_WHAT YOU WILL DO_
Pull every line with "take" from the material.

_DATA EXTRACT_
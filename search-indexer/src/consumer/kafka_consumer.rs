//! Kafka consumer implementation for the search indexer.
//!
//! Consumes change records from the change-stream topic and forwards them to
//! the ingest in batches. Offsets are committed only after the orchestrator
//! acknowledges a batch, and never past a batch that is still in flight. A
//! rejected batch stops the consumer so the restart re-reads it.

use async_trait::async_trait;
use rdkafka::{
    config::ClientConfig,
    consumer::{CommitMode, Consumer as RdConsumer, StreamConsumer},
    message::{BorrowedMessage, Message as KafkaMessage},
    Offset, TopicPartitionList,
};
use search_indexer_shared::ChangeRecord;
use std::time::Duration;
use tokio::sync::{broadcast, mpsc};
use tracing::{debug, error, info, instrument};

use crate::consumer::messages::{ChangePayload, MessageOffset, StreamMessage};
use crate::consumer::offsets::OffsetTracker;
use crate::errors::IngestError;
use crate::orchestrator::Consumer;

/// Default change-stream topic.
pub const DEFAULT_CHANGE_EVENTS_TOPIC: &str = "content.changes";

/// Default batch size for Kafka message batching.
const DEFAULT_BATCH_SIZE: usize = 50;

/// Default batch timeout in milliseconds.
const DEFAULT_BATCH_TIMEOUT_MS: u64 = 1000;

/// Kafka consumer for change records.
pub struct KafkaConsumer {
    consumer: StreamConsumer,
    topics: Vec<String>,
    batch_size: usize,
    batch_timeout: Duration,
}

impl KafkaConsumer {
    /// Create a new Kafka consumer reading `topic`.
    ///
    /// # Arguments
    ///
    /// * `brokers` - Kafka broker addresses (comma-separated)
    /// * `group_id` - Consumer group ID
    /// * `topic` - Change-stream topic
    pub fn new(brokers: &str, group_id: &str, topic: &str) -> Result<Self, IngestError> {
        Self::with_batch_config(
            brokers,
            group_id,
            topic,
            DEFAULT_BATCH_SIZE,
            DEFAULT_BATCH_TIMEOUT_MS,
        )
    }

    /// Create a new Kafka consumer with custom batch configuration.
    ///
    /// # Arguments
    ///
    /// * `batch_size` - Number of messages to batch before sending
    /// * `batch_timeout_ms` - Maximum time to wait before flushing a partial batch (milliseconds)
    pub fn with_batch_config(
        brokers: &str,
        group_id: &str,
        topic: &str,
        batch_size: usize,
        batch_timeout_ms: u64,
    ) -> Result<Self, IngestError> {
        let consumer: StreamConsumer = ClientConfig::new()
            .set("bootstrap.servers", brokers)
            .set("group.id", group_id)
            .set("enable.auto.commit", "false")
            .set("auto.offset.reset", "earliest")
            .set("session.timeout.ms", "6000")
            .create()?;

        info!(
            brokers = %brokers,
            group_id = %group_id,
            topic = %topic,
            batch_size = batch_size,
            batch_timeout_ms = batch_timeout_ms,
            "Created Kafka consumer with batching"
        );

        Ok(Self {
            consumer,
            topics: vec![topic.to_string()],
            batch_size,
            batch_timeout: Duration::from_millis(batch_timeout_ms),
        })
    }

    /// Send the pending batch to the orchestrator.
    async fn flush_batch(
        &self,
        records: &mut Vec<ChangeRecord>,
        offsets: &mut Vec<MessageOffset>,
        sender: &mpsc::Sender<StreamMessage>,
    ) -> Result<(), IngestError> {
        if offsets.is_empty() {
            return Ok(());
        }

        info!(
            record_count = records.len(),
            offset_count = offsets.len(),
            "Sending batch of change records to processor"
        );
        sender
            .send(StreamMessage::Records {
                records: std::mem::take(records),
                offsets: std::mem::take(offsets),
            })
            .await
            .map_err(|e| IngestError::ChannelError(e.to_string()))
    }

    /// Commit every partition watermark the tracker can release.
    fn commit_ready(&self, tracker: &mut OffsetTracker) -> Result<(), IngestError> {
        let ready = tracker.committable();
        if ready.is_empty() {
            return Ok(());
        }

        let mut tpl = TopicPartitionList::new();
        for (topic, partition, next_offset) in &ready {
            tpl.add_partition_offset(topic, *partition, Offset::Offset(*next_offset))?;
        }

        self.consumer.commit(&tpl, CommitMode::Async)?;
        debug!(partitions = ready.len(), "Committed offsets");
        Ok(())
    }

    /// Decode a message payload into change records.
    ///
    /// Returns `Ok(None)` for messages that carry no records.
    fn parse_message(msg: &BorrowedMessage<'_>) -> Result<Option<Vec<ChangeRecord>>, IngestError> {
        let payload = match msg.payload() {
            Some(p) if !p.is_empty() => p,
            _ => {
                debug!("Received message with empty payload");
                return Ok(None);
            }
        };

        let records = serde_json::from_slice::<ChangePayload>(payload)
            .map_err(|e| IngestError::parse(format!("Failed to decode change record: {}", e)))?
            .into_records();

        if records.is_empty() {
            return Ok(None);
        }
        Ok(Some(records))
    }
}

#[async_trait]
impl Consumer for KafkaConsumer {
    /// Subscribe to configured topics.
    fn subscribe(&self) -> Result<(), IngestError> {
        let topics: Vec<&str> = self.topics.iter().map(|s| s.as_str()).collect();
        self.consumer.subscribe(&topics)?;

        info!(topics = ?self.topics, "Subscribed to Kafka topics");
        Ok(())
    }

    /// Start consuming messages and send them through the channel.
    ///
    /// Messages are batched by size and timeout. Offsets are committed when the
    /// orchestrator acknowledges a batch as successful. A failed batch pins its
    /// partitions and ends the run with [`IngestError::BatchRejected`], so the
    /// batch is redelivered after a restart.
    #[instrument(skip(self, sender, ack_receiver, shutdown))]
    async fn run(
        &self,
        sender: mpsc::Sender<StreamMessage>,
        mut ack_receiver: mpsc::Receiver<StreamMessage>,
        mut shutdown: broadcast::Receiver<()>,
    ) -> Result<(), IngestError> {
        use futures::StreamExt;

        let mut message_stream = self.consumer.stream();
        let mut records: Vec<ChangeRecord> = Vec::new();
        let mut pending_offsets: Vec<MessageOffset> = Vec::with_capacity(self.batch_size);
        let mut tracker = OffsetTracker::new();
        let mut flush_timer = tokio::time::interval(self.batch_timeout);
        flush_timer.set_missed_tick_behavior(tokio::time::MissedTickBehavior::Skip);
        // Skip the first tick immediately
        flush_timer.tick().await;

        loop {
            tokio::select! {
                _ = shutdown.recv() => {
                    info!("Consumer received shutdown signal");
                    // Pending records are uncommitted and will be re-read on restart
                    let _ = sender.send(StreamMessage::End).await;
                    break;
                }
                ack_msg = ack_receiver.recv() => {
                    match ack_msg {
                        Some(StreamMessage::Acknowledgment { offsets, success, error }) => {
                            if success {
                                tracker.complete(&offsets);
                                if let Err(e) = self.commit_ready(&mut tracker) {
                                    error!(error = %e, "Failed to commit offsets after acknowledgment");
                                }
                            } else {
                                tracker.fail(&offsets);
                                let reason = error.unwrap_or_else(|| "Unknown error".to_string());
                                error!(
                                    offset_count = offsets.len(),
                                    error = %reason,
                                    "Batch rejected, stopping consumer so it is redelivered"
                                );
                                return Err(IngestError::BatchRejected(reason));
                            }
                        }
                        Some(StreamMessage::End) | None => {
                            info!("Acknowledgment channel closed");
                            break;
                        }
                        _ => {}
                    }
                }
                message = message_stream.next() => {
                    match message {
                        Some(Ok(msg)) => {
                            debug!(
                                topic = %msg.topic(),
                                partition = msg.partition(),
                                offset = msg.offset(),
                                "Received message from Kafka"
                            );
                            let offset = (msg.topic().to_string(), msg.partition(), msg.offset());
                            tracker.track(&offset);
                            match Self::parse_message(&msg) {
                                Ok(Some(parsed)) => {
                                    records.extend(parsed);
                                    pending_offsets.push(offset);

                                    if pending_offsets.len() >= self.batch_size {
                                        self.flush_batch(&mut records, &mut pending_offsets, &sender).await?;
                                    }
                                }
                                Ok(None) => {
                                    // Nothing to process; settled as soon as earlier batches are
                                    tracker.complete(&[offset]);
                                    self.commit_ready(&mut tracker)?;
                                }
                                Err(e) => {
                                    // Redelivery can't fix a payload that doesn't decode
                                    error!(
                                        topic = %msg.topic(),
                                        partition = msg.partition(),
                                        offset = msg.offset(),
                                        error = %e,
                                        "Failed to parse message, skipping"
                                    );
                                    tracker.complete(&[offset]);
                                    self.commit_ready(&mut tracker)?;
                                }
                            }
                        }
                        Some(Err(e)) => {
                            error!(error = %e, "Kafka error");
                            let _ = sender.send(StreamMessage::Error(e.to_string())).await;
                        }
                        None => {
                            info!("Kafka stream ended");
                            self.flush_batch(&mut records, &mut pending_offsets, &sender).await?;
                            let _ = sender.send(StreamMessage::End).await;
                            break;
                        }
                    }
                }
                _ = flush_timer.tick() => {
                    if !pending_offsets.is_empty() {
                        debug!(count = pending_offsets.len(), "Flushing batch due to timeout");
                        self.flush_batch(&mut records, &mut pending_offsets, &sender).await?;
                    }
                }
            }
        }

        Ok(())
    }
}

_EXERCISE ANSWER_
                records: std::mem::take(records),
                offsets: std::mem::take(offsets),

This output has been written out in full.